Israel joins recognition of Young Adult Cancer Awareness Week

A PATIENT receives chemotherapy treatment for breast cancer at the Antoine-Lacassagne Cancer Center in Nice (photo credit: REUTERS/ERIC GAILLARD)
A PATIENT receives chemotherapy treatment for breast cancer at the Antoine-Lacassagne Cancer Center in Nice
(photo credit: REUTERS/ERIC GAILLARD)
Israel will recognize an awareness week for young cancer patients at the end of June as part of an initiative by the Stop Cancer Youth Organization. The goal of this awareness week is to place youth with cancer in a separate category and to address their needs and rights.
Ten young people aged 18-44 are diagnosed with cancer every day. 13% of those diagnosed in Israel are young and approximately 70% of them are young women.
The awareness week has been recognized to take place between June 23 and June 29 around the world for quite a few years. Youth with cancer have several unique needs that are not yet answered.

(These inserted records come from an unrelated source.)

//! Per-device user record endpoints.

use axum::{
    extract::{Query, State},
    Json,
};

use super::{error, success, ApiResult};
use crate::models::{Ack, SaveUserRequest, UserPayload, UserQuery};
use crate::AppState;

/// POST /api/rsvp/save-user - Store a device's own entry.
pub async fn save_user(
    State(state): State<AppState>,
    Json(request): Json<SaveUserRequest>,
) -> ApiResult<Ack> {
    let revision_id = state.repo.get_revision_id().await.unwrap_or(0);

    // Records without an id are accepted and ignored
    if let Some(user) = request.user.filter(|u| !u.id.is_empty()) {
        if let Err(e) = state.repo.save_user(&user).await {
            return error(e, revision_id);
        }
    }

    success(
        Ack {
            message: "User data saved successfully".to_string(),
        },
        revision_id,
    )
}

/// GET /api/rsvp/load-user - Load a device's own entry.
pub async fn load_user(
    State(state): State<AppState>,
    Query(query): Query<UserQuery>,
) -> ApiResult<UserPayload> {
    let revision_id = state.repo.get_revision_id().await.unwrap_or(0);

    let Some(id) = query.id.filter(|id| !id.is_empty()) else {
        return success(UserPayload { user: None }, revision_id);
    };

    match state.repo.load_user(&id).await {
        Ok(user) => success(UserPayload { user }, revision_id),
        Err(e) => error(e, revision_id),
    }
}
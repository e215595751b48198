use thiserror::Error;

#[derive(Error, Debug)]
pub enum ApiError {
    #[error("Revision conflict: {0}")]
    Conflict(String),

    #[error("Request rejected: {0}")]
    Rejected(String),

    #[error("Server error: {0}")]
    ServerError(String),

    #[error("Network error: {0}")]
    NetworkError(#[from] reqwest::Error),

    #[error("Invalid response: {0}")]
    InvalidResponse(String),
}

/// Maximum length for error response bodies in error messages
const MAX_ERROR_BODY_LENGTH: usize = 500;

impl ApiError {
    /// Truncate a response body to avoid logging excessive data
    fn truncate_body(body: &str) -> String {
        if body.len() <= MAX_ERROR_BODY_LENGTH {
            body.to_string()
        } else {
            let mut end = MAX_ERROR_BODY_LENGTH;
            while !body.is_char_boundary(end) {
                end -= 1;
            }
            format!("{}... (truncated, {} total bytes)", &body[..end], body.len())
        }
    }

    pub fn from_status(status: reqwest::StatusCode, body: &str) -> Self {
        let truncated = Self::truncate_body(body);
        match status.as_u16() {
            409 => ApiError::Conflict(truncated),
            400..=499 => ApiError::Rejected(format!("Status {}: {}", status, truncated)),
            500..=599 => ApiError::ServerError(truncated),
            _ => ApiError::InvalidResponse(format!("Status {}: {}", status, truncated)),
        }
    }

    pub fn is_conflict(&self) -> bool {
        matches!(self, ApiError::Conflict(_))
    }
}

#[cfg(test)]
mod tests {
    use super::*;
    use reqwest::StatusCode;

    #[test]
    fn test_from_status() {
        assert!(ApiError::from_status(StatusCode::CONFLICT, "").is_conflict());
        assert!(matches!(
            ApiError::from_status(StatusCode::BAD_REQUEST, "bad"),
            ApiError::Rejected(_)
        ));
        assert!(matches!(
            ApiError::from_status(StatusCode::BAD_GATEWAY, "down"),
            ApiError::ServerError(_)
        ));
    }

    #[test]
    fn test_truncates_long_bodies() {
        let body = "é".repeat(400);
        let err = ApiError::from_status(StatusCode::INTERNAL_SERVER_ERROR, &body);
        let ApiError::ServerError(message) = err else {
            panic!("expected server error");
        };
        assert!(message.contains("truncated, 800 total bytes"));
    }
}
//! RSVP invitation backend and sync client.
//!
//! The server owns the shared RSVP collection (SQLite-backed); the client side
//! keeps a device-local cache in step with it through the `sync` module.

pub mod api;
pub mod cache;
pub mod client;
pub mod config;
pub mod db;
pub mod errors;
pub mod models;
pub mod sync;

use std::sync::Arc;

use axum::{
    routing::{get, post},
    Router,
};
use tower_http::cors::{Any, CorsLayer};
use tower_http::trace::TraceLayer;
use tracing_subscriber::{layer::SubscriberExt, util::SubscriberInitExt, EnvFilter};

use config::LogFormat;
use db::Repository;

/// Application state shared across all handlers.
#[derive(Clone)]
pub struct AppState {
    pub repo: Arc<Repository>,
}

/// Install the global tracing subscriber. `RUST_LOG` overrides `default_level`.
pub fn init_tracing(default_level: &str, format: LogFormat) {
    let env_filter =
        EnvFilter::try_from_default_env().unwrap_or_else(|_| EnvFilter::new(default_level));

    let registry = tracing_subscriber::registry().with(env_filter);
    match format {
        LogFormat::Json => registry
            .with(tracing_subscriber::fmt::layer().json().with_writer(std::io::stderr))
            .init(),
        LogFormat::Pretty => registry
            .with(tracing_subscriber::fmt::layer().with_writer(std::io::stderr))
            .init(),
    }
}

/// Create the application router with all routes.
pub fn create_router(state: AppState) -> Router {
    // Guests load the page from anywhere
    let cors = CorsLayer::new()
        .allow_origin(Any)
        .allow_methods(Any)
        .allow_headers(Any);

    let api_routes = Router::new()
        .route("/rsvp", get(api::load_entries).post(api::save_entries))
        .route("/rsvp/check-user", get(api::check_user))
        .route("/rsvp/save-user", post(api::save_user))
        .route("/rsvp/load-user", get(api::load_user));

    let health_routes = Router::new().route("/health", get(health_check));

    Router::new()
        .nest("/api", api_routes)
        .merge(health_routes)
        .layer(cors)
        .layer(TraceLayer::new_for_http())
        .with_state(state)
}

/// Health check endpoint.
async fn health_check() -> &'static str {
    "OK"
}
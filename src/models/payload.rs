//! Request and response bodies for the RSVP endpoints.
//!
//! Shared by the server handlers and the remote store client.

use serde::{Deserialize, Serialize};

use super::RsvpEntry;

/// Body of `GET /api/rsvp`.
#[derive(Debug, Clone, Serialize, Deserialize)]
pub struct EntriesPayload {
    #[serde(default)]
    pub entries: Vec<RsvpEntry>,
}

/// Body of `POST /api/rsvp`: a wholesale replacement of the collection.
#[derive(Debug, Clone, Serialize, Deserialize)]
#[serde(rename_all = "camelCase")]
pub struct SaveEntriesRequest {
    #[serde(default)]
    pub entries: Option<Vec<RsvpEntry>>,
    /// Revision the writer last observed; a mismatch rejects the write.
    #[serde(default, skip_serializing_if = "Option::is_none")]
    pub expected_revision: Option<i64>,
}

/// Acknowledgement of a collection write.
#[derive(Debug, Clone, Serialize, Deserialize)]
pub struct SaveReceipt {
    pub message: String,
    pub count: usize,
}

/// Query of `GET /api/rsvp/check-user`.
#[derive(Debug, Clone, Default, Serialize, Deserialize)]
pub struct IdentityQuery {
    #[serde(default)]
    pub name: Option<String>,
    #[serde(default)]
    pub angkatan: Option<String>,
}

/// Result of a logical identity lookup.
#[derive(Debug, Clone, Serialize, Deserialize)]
pub struct IdentityMatch {
    pub exists: bool,
    #[serde(alias = "user")]
    pub entry: Option<RsvpEntry>,
}

/// Body of `POST /api/rsvp/save-user`.
#[derive(Debug, Clone, Serialize, Deserialize)]
pub struct SaveUserRequest {
    #[serde(default)]
    pub user: Option<RsvpEntry>,
}

/// Query of `GET /api/rsvp/load-user`.
#[derive(Debug, Clone, Default, Serialize, Deserialize)]
pub struct UserQuery {
    #[serde(default)]
    pub id: Option<String>,
}

/// Body of `GET /api/rsvp/load-user`.
#[derive(Debug, Clone, Serialize, Deserialize)]
pub struct UserPayload {
    pub user: Option<RsvpEntry>,
}

/// Plain acknowledgement carrying only a message.
#[derive(Debug, Clone, Serialize, Deserialize)]
pub struct Ack {
    pub message: String,
}
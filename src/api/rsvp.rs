//! Collection API endpoints.

use axum::{
    extract::{rejection::JsonRejection, Query, State},
    Json,
};

use super::{error, success, ApiResult};
use crate::errors::AppError;
use crate::models::{EntriesPayload, IdentityMatch, IdentityQuery, SaveEntriesRequest, SaveReceipt};
use crate::AppState;

/// GET /api/rsvp - Load the full collection.
pub async fn load_entries(State(state): State<AppState>) -> ApiResult<EntriesPayload> {
    let revision_id = state.repo.get_revision_id().await.unwrap_or(0);

    match state.repo.list_entries().await {
        Ok(entries) => success(EntriesPayload { entries }, revision_id),
        Err(e) => error(e, revision_id),
    }
}

/// POST /api/rsvp - Replace the full collection.
pub async fn save_entries(
    State(state): State<AppState>,
    body: Result<Json<SaveEntriesRequest>, JsonRejection>,
) -> ApiResult<SaveReceipt> {
    let revision_id = state.repo.get_revision_id().await.unwrap_or(0);

    let request = match body {
        Ok(Json(request)) => request,
        Err(rejection) => {
            return error(
                AppError::BadRequest(format!("Invalid request body: {}", rejection.body_text())),
                revision_id,
            )
        }
    };

    let Some(entries) = request.entries else {
        return error(
            AppError::Validation("Invalid data format".to_string()),
            revision_id,
        );
    };

    match state
        .repo
        .replace_entries(&entries, request.expected_revision)
        .await
    {
        Ok(new_revision) => {
            tracing::info!(
                count = entries.len(),
                revision = new_revision,
                "RSVP data saved"
            );
            success(
                SaveReceipt {
                    message: "Data saved successfully".to_string(),
                    count: entries.len(),
                },
                new_revision,
            )
        }
        Err(e) => {
            let current = state.repo.get_revision_id().await.unwrap_or(revision_id);
            error(e, current)
        }
    }
}

/// GET /api/rsvp/check-user - Look up a guest by name and cohort.
pub async fn check_user(
    State(state): State<AppState>,
    Query(query): Query<IdentityQuery>,
) -> ApiResult<IdentityMatch> {
    let revision_id = state.repo.get_revision_id().await.unwrap_or(0);

    let (Some(name), Some(angkatan)) = (query.name, query.angkatan) else {
        return success(
            IdentityMatch {
                exists: false,
                entry: None,
            },
            revision_id,
        );
    };

    if name.trim().is_empty() || angkatan.trim().is_empty() {
        return success(
            IdentityMatch {
                exists: false,
                entry: None,
            },
            revision_id,
        );
    }

    match state.repo.find_by_identity(&name, &angkatan).await {
        Ok(entry) => success(
            IdentityMatch {
                exists: entry.is_some(),
                entry,
            },
            revision_id,
        ),
        Err(e) => error(e, revision_id),
    }
}
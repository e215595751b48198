//! REST API module.
//!
//! Routes mirror the invitation page's `/api/rsvp` contract.

mod rsvp;
mod users;

pub use rsvp::*;
pub use users::*;

use axum::{
    http::StatusCode,
    response::{IntoResponse, Response},
    Json,
};
use serde::{Deserialize, Serialize};

/// Success response envelope; the payload's fields sit beside `success`.
#[derive(Debug, Serialize, Deserialize)]
#[serde(rename_all = "camelCase")]
pub struct ApiResponse<T> {
    pub success: bool,
    #[serde(flatten)]
    pub data: T,
    pub revision_id: i64,
}

impl<T: Serialize> ApiResponse<T> {
    pub fn new(data: T, revision_id: i64) -> Self {
        Self {
            success: true,
            data,
            revision_id,
        }
    }
}

impl<T: Serialize> IntoResponse for ApiResponse<T> {
    fn into_response(self) -> Response {
        (StatusCode::OK, Json(self)).into_response()
    }
}

/// Response type that can be either success or error.
pub type ApiResult<T> = Result<ApiResponse<T>, crate::errors::AppErrorWithRevision>;

/// Create a successful API response.
pub fn success<T: Serialize>(data: T, revision_id: i64) -> ApiResult<T> {
    Ok(ApiResponse::new(data, revision_id))
}

/// Create an error API response.
pub fn error<T: Serialize>(err: crate::errors::AppError, revision_id: i64) -> ApiResult<T> {
    Err(crate::errors::AppErrorWithRevision {
        error: err,
        revision_id,
    })
}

Several prominent Israeli figures will take part in the events, including President Reuven Rivlin, Facebook Israel CEO Adi Soffer Teeni, Google Israel CEO Barak Regev. They will be joined in supporting the awareness week by hospitals, health service providers, the communications industry and many more.
Artist and photographer Ron Kedmi was recruited for the awareness week after reflecting the different points in time in which young people's lives pause as they learn that they have cancer.
"Cancer is the number one cause of death for these young people," said CEO of the Tal Center and the Stop Cancer initiative Shir Kuperman. "It is also the reason that even after they survive it, their lives become stuck."
"We demand that research be conducted to diagnose the problems, thus focusing resources, providing them with appropriate medical treatment and support that is suited to them, along with complementary services in welfare, employment, housing, at every stage when returning to society and life," Kuperman continued. "Stop Cancer is a unique breakthrough movement all over the world. It was founded to give thousands of young cancer patients an answer and serve as a mouthpiece for them against the establishment and society in general."
Young cancer patients have psychosocial needs distinct from those of other demographics, according to publications by the National Cancer Institute as well as conversations with patient organizations. These issues arrise mainly because of other difficulties in coming of age such as sexuality, fertility, mental health, early symptoms of puberty and more.